Dataset records:
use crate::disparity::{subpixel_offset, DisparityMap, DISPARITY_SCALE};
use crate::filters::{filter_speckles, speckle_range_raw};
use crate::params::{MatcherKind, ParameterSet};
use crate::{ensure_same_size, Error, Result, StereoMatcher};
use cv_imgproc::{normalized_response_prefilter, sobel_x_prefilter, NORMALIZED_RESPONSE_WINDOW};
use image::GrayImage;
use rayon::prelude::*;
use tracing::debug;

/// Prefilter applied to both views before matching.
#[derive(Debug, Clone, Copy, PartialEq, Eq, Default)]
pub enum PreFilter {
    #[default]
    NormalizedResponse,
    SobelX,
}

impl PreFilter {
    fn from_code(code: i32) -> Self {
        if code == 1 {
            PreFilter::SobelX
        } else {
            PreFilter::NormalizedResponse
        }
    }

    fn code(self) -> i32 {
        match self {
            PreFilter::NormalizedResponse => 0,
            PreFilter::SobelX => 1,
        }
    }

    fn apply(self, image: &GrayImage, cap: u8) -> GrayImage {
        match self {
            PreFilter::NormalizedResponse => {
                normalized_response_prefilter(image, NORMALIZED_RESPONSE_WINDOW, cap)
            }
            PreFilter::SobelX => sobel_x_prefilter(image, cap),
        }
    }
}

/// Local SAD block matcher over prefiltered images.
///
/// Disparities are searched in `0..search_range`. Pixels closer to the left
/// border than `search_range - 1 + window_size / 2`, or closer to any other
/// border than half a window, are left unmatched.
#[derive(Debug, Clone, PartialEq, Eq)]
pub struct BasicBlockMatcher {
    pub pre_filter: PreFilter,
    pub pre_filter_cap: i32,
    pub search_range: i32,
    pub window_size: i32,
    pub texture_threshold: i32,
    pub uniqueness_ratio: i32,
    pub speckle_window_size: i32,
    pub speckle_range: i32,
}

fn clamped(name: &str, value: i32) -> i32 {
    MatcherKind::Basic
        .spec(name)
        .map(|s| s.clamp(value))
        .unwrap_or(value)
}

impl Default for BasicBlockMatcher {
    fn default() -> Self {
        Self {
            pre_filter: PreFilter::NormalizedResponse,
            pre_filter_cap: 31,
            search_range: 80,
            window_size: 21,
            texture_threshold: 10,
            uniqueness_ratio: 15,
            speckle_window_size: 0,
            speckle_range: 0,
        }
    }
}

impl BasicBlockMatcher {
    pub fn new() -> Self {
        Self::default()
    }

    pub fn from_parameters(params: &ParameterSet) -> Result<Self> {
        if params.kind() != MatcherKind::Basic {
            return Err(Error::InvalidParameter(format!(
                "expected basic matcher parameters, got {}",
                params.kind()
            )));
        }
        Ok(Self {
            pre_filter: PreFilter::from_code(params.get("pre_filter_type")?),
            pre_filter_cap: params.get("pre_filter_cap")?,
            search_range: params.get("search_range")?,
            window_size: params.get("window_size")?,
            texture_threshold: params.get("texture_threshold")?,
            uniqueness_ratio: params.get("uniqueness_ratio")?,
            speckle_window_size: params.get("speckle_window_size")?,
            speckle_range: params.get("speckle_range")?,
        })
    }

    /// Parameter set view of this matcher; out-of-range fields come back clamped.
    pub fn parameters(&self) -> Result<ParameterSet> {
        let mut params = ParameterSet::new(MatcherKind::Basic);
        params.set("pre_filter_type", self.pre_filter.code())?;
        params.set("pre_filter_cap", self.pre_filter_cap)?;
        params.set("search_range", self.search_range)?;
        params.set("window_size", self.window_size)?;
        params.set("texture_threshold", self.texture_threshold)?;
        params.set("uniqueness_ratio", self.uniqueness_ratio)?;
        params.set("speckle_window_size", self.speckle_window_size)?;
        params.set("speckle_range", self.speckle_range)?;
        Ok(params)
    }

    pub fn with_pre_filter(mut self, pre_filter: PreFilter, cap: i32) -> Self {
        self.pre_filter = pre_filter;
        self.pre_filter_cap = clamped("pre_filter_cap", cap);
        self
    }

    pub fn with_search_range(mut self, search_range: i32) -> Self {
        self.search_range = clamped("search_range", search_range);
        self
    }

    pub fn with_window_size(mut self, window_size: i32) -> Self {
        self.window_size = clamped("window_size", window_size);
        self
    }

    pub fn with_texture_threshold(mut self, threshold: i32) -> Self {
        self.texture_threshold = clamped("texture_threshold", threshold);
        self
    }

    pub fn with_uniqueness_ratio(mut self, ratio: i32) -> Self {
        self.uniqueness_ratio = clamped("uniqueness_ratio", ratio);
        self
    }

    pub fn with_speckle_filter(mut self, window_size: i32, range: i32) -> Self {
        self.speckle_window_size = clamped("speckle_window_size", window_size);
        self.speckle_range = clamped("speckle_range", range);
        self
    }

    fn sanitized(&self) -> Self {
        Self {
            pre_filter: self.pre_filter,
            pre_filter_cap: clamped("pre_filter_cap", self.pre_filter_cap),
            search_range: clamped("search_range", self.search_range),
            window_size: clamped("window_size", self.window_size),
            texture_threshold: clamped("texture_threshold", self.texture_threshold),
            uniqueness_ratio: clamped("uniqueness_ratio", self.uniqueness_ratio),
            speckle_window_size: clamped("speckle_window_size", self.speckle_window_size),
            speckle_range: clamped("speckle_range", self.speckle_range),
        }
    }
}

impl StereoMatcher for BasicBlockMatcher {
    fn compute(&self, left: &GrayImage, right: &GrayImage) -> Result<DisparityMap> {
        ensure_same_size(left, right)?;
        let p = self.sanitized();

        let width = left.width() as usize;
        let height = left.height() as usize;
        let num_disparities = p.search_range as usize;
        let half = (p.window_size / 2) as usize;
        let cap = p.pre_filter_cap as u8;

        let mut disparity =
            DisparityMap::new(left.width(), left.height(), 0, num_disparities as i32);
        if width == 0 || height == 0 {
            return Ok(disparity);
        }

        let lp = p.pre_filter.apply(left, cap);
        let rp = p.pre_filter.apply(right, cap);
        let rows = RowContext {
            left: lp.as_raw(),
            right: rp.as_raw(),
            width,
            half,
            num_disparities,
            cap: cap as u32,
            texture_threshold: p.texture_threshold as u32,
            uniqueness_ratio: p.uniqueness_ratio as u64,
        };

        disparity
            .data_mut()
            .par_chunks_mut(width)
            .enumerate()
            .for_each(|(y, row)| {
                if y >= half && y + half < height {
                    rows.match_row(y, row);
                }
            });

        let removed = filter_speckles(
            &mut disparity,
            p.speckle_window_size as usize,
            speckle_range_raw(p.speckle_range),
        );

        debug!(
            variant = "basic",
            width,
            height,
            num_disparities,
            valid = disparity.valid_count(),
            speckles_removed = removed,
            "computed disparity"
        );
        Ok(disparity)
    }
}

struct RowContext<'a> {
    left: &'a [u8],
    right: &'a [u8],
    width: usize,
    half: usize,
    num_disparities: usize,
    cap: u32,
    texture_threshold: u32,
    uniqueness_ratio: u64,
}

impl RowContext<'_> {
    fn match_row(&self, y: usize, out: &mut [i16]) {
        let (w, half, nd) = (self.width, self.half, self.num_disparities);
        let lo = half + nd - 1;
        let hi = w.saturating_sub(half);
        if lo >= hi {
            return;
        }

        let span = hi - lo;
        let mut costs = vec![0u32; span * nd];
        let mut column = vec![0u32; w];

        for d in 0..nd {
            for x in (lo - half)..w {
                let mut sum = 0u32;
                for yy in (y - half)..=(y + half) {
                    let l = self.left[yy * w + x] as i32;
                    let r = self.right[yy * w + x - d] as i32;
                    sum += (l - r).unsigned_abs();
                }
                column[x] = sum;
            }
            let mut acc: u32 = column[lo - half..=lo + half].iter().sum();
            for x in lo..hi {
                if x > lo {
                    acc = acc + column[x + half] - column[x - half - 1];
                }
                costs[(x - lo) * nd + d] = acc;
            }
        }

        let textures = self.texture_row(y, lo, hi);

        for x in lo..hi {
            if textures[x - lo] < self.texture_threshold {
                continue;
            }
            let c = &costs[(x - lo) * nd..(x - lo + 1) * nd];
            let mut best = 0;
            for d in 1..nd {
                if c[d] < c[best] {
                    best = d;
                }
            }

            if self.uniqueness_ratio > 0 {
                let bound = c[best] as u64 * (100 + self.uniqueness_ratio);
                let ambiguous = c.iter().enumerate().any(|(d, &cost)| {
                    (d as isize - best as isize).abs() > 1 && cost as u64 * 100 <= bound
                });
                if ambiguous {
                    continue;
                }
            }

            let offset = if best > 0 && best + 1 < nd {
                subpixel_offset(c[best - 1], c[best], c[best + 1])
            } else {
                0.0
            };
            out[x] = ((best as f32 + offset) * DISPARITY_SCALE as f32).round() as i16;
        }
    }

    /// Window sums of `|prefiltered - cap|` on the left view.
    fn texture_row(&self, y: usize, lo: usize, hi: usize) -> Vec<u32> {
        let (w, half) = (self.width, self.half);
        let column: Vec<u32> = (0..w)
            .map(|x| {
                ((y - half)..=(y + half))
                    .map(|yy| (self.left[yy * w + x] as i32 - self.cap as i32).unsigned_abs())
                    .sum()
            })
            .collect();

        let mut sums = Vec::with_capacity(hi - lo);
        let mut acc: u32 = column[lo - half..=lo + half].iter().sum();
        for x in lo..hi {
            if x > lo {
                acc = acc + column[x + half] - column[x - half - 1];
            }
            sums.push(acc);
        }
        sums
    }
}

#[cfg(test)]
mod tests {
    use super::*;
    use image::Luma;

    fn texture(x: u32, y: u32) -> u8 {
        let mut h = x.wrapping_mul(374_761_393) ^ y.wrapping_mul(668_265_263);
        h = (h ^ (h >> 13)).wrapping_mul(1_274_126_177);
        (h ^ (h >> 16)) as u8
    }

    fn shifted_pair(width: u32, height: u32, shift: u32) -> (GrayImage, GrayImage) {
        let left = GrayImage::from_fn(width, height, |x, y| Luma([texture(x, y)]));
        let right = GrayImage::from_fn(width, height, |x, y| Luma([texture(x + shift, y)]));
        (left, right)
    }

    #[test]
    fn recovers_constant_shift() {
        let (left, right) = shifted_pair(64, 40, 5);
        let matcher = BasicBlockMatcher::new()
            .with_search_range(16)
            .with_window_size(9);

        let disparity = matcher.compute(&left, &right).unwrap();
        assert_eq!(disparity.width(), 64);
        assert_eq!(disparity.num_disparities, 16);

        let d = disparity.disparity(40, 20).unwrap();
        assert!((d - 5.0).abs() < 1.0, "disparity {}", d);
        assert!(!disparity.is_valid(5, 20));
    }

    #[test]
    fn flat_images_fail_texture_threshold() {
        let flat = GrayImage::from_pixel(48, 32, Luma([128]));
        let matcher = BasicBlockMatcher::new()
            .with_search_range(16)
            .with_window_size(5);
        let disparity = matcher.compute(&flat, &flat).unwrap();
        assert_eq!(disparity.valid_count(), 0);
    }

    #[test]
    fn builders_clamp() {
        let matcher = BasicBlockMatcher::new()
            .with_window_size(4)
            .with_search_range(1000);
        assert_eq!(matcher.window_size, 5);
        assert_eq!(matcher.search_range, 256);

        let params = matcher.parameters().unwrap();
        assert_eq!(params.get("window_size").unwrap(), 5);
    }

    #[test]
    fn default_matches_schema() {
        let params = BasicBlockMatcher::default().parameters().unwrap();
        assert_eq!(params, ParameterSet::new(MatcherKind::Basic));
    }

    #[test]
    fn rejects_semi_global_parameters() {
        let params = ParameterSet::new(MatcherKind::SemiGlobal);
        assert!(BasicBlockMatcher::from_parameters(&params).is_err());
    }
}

...

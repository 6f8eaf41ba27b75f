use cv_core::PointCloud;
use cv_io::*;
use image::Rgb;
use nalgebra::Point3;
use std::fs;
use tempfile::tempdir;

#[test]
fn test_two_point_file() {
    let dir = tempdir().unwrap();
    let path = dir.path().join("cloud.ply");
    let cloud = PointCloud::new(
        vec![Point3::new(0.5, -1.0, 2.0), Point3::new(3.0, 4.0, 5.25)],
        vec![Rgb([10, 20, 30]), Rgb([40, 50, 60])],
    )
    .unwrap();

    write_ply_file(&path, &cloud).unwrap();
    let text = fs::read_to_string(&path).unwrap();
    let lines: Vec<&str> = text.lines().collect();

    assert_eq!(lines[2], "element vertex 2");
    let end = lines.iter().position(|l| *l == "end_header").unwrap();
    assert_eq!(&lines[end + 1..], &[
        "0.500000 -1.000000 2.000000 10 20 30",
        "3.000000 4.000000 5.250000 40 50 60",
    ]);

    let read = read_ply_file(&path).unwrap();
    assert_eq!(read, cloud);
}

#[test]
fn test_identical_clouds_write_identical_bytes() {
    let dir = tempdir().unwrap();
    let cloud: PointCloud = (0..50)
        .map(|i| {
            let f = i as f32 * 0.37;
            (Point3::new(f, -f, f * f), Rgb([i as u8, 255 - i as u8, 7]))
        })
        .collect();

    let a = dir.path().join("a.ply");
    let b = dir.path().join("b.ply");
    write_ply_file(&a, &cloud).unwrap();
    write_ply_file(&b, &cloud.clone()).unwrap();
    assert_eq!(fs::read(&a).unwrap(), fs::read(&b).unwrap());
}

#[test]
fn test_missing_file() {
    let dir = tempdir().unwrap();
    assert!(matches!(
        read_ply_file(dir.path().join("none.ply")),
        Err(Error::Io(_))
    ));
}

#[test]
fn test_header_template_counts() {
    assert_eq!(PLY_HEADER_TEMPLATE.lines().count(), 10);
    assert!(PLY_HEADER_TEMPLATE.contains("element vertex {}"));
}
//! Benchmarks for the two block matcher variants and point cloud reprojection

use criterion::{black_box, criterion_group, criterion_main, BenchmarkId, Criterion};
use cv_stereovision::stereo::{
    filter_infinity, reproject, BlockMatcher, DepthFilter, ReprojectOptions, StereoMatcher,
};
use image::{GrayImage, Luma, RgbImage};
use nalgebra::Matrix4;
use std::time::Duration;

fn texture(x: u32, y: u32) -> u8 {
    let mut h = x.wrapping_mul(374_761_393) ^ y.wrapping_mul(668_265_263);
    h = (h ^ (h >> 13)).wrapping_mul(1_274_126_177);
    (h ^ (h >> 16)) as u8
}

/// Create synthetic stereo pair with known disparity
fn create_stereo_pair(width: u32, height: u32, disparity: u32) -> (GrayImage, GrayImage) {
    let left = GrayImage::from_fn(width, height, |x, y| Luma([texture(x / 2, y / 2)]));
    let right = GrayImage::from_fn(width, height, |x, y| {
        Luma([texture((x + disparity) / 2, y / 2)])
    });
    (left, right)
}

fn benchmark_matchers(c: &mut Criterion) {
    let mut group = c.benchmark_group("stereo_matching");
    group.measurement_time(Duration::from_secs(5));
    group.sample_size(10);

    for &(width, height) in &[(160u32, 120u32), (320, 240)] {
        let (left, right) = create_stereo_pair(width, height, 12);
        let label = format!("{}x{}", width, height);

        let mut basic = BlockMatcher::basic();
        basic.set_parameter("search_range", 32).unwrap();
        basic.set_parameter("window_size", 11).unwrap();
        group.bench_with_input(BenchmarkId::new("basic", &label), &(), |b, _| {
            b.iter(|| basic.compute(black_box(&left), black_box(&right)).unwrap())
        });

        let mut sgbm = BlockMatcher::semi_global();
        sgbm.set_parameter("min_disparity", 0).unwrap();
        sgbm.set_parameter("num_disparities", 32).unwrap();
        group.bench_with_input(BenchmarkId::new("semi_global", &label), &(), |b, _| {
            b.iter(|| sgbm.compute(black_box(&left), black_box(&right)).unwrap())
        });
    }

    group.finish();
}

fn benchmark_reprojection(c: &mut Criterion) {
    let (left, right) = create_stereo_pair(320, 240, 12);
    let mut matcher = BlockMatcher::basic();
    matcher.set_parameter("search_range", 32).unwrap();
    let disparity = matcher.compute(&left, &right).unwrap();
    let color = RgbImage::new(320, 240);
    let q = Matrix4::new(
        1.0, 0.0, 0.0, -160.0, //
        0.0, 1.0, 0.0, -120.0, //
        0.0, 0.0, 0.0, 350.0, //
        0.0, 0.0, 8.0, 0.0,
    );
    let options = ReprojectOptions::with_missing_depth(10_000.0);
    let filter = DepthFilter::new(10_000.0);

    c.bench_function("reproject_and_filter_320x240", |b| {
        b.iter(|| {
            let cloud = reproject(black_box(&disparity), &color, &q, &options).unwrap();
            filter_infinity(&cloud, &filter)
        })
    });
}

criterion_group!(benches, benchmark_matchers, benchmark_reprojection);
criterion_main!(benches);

...

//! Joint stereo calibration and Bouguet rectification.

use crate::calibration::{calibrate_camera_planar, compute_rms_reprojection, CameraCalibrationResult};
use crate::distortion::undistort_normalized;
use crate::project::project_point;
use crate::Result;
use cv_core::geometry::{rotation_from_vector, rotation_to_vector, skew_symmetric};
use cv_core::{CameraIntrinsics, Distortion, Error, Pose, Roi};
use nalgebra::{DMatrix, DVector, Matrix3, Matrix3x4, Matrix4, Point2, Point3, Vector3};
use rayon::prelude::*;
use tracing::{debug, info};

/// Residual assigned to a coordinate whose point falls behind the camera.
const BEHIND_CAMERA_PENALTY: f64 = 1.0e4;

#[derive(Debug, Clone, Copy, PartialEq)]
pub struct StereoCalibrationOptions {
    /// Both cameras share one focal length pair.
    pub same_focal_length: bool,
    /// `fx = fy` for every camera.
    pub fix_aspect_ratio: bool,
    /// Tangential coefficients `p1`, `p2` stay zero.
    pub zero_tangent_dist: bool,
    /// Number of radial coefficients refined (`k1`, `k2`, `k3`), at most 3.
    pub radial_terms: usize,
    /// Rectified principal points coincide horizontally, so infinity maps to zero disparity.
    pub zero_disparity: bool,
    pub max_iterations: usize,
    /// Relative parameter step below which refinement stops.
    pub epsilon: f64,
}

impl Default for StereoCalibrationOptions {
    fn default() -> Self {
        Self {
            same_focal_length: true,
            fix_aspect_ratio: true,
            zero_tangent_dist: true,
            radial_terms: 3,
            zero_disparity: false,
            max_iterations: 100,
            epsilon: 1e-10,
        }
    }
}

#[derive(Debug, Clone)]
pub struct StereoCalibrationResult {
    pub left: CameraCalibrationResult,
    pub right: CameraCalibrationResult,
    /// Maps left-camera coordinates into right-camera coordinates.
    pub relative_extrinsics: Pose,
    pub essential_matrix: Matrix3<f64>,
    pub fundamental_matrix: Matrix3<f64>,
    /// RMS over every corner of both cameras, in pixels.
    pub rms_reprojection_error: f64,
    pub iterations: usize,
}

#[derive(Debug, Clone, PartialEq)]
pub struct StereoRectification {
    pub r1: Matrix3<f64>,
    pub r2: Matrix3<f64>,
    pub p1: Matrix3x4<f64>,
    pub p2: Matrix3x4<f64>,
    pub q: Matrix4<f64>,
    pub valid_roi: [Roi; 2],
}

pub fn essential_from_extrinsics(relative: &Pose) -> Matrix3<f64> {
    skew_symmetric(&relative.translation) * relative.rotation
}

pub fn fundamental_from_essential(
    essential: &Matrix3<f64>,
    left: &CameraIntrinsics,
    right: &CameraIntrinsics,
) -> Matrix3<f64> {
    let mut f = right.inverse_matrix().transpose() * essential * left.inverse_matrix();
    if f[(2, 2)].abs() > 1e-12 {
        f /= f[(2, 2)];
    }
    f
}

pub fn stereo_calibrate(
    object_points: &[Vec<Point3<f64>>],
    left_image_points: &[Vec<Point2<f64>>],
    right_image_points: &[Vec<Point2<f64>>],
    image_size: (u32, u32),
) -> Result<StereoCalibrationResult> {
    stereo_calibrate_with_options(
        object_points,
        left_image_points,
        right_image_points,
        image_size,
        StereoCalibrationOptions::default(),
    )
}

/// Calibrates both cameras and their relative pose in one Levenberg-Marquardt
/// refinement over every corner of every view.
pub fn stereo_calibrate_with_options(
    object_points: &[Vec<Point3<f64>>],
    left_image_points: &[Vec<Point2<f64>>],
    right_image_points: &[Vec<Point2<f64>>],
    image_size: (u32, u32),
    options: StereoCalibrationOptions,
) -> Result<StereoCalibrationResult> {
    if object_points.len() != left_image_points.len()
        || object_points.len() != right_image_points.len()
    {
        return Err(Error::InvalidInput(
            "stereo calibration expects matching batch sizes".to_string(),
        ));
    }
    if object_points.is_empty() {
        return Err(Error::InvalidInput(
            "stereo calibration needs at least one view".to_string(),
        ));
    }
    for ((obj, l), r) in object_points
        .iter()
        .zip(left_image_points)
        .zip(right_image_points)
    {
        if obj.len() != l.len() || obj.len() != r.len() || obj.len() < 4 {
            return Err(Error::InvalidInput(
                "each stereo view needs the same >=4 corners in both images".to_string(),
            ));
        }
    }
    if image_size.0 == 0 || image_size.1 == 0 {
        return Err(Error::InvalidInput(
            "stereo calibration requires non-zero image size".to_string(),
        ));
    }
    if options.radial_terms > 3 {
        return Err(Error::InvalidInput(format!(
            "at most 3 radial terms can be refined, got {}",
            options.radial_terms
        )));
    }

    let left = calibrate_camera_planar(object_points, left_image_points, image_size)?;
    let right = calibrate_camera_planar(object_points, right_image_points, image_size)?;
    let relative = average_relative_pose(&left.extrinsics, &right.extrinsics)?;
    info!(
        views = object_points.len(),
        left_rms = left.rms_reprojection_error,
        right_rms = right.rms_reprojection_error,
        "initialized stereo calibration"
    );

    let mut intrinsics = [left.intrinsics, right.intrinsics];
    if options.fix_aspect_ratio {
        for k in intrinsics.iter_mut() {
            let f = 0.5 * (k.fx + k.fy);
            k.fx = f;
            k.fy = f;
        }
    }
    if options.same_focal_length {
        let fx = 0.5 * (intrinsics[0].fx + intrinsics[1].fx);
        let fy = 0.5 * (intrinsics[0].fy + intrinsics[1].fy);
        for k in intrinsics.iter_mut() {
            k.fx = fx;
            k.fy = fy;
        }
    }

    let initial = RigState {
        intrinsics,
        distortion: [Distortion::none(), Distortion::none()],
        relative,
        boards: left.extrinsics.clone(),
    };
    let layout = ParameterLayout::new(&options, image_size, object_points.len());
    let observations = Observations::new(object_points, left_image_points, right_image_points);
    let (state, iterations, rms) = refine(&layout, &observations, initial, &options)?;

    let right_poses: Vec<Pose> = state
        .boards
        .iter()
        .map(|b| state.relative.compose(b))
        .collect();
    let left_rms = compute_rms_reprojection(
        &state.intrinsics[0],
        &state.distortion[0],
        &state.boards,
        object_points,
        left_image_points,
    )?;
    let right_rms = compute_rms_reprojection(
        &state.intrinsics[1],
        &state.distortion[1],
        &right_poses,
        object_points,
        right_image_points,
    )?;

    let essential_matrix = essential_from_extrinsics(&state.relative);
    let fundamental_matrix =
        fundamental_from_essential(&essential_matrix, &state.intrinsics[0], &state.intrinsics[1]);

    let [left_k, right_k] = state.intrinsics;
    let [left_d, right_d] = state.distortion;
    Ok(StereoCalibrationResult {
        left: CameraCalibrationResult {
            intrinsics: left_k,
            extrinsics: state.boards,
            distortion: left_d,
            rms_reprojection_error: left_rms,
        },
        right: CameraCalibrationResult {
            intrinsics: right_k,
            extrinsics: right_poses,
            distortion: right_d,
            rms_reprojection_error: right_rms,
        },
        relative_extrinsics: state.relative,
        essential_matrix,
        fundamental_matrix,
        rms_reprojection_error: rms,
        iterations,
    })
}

» **Work to complete**: The answer is every line in the data where the word "lines" appears.

» **Answer to the problem**:
    let lines: Vec<&str> = text.lines().collect();
    assert_eq!(lines[2], "element vertex 2");
    let end = lines.iter().position(|l| *l == "end_header").unwrap();
    assert_eq!(&lines[end + 1..], &[
    assert_eq!(PLY_HEADER_TEMPLATE.lines().count(), 10);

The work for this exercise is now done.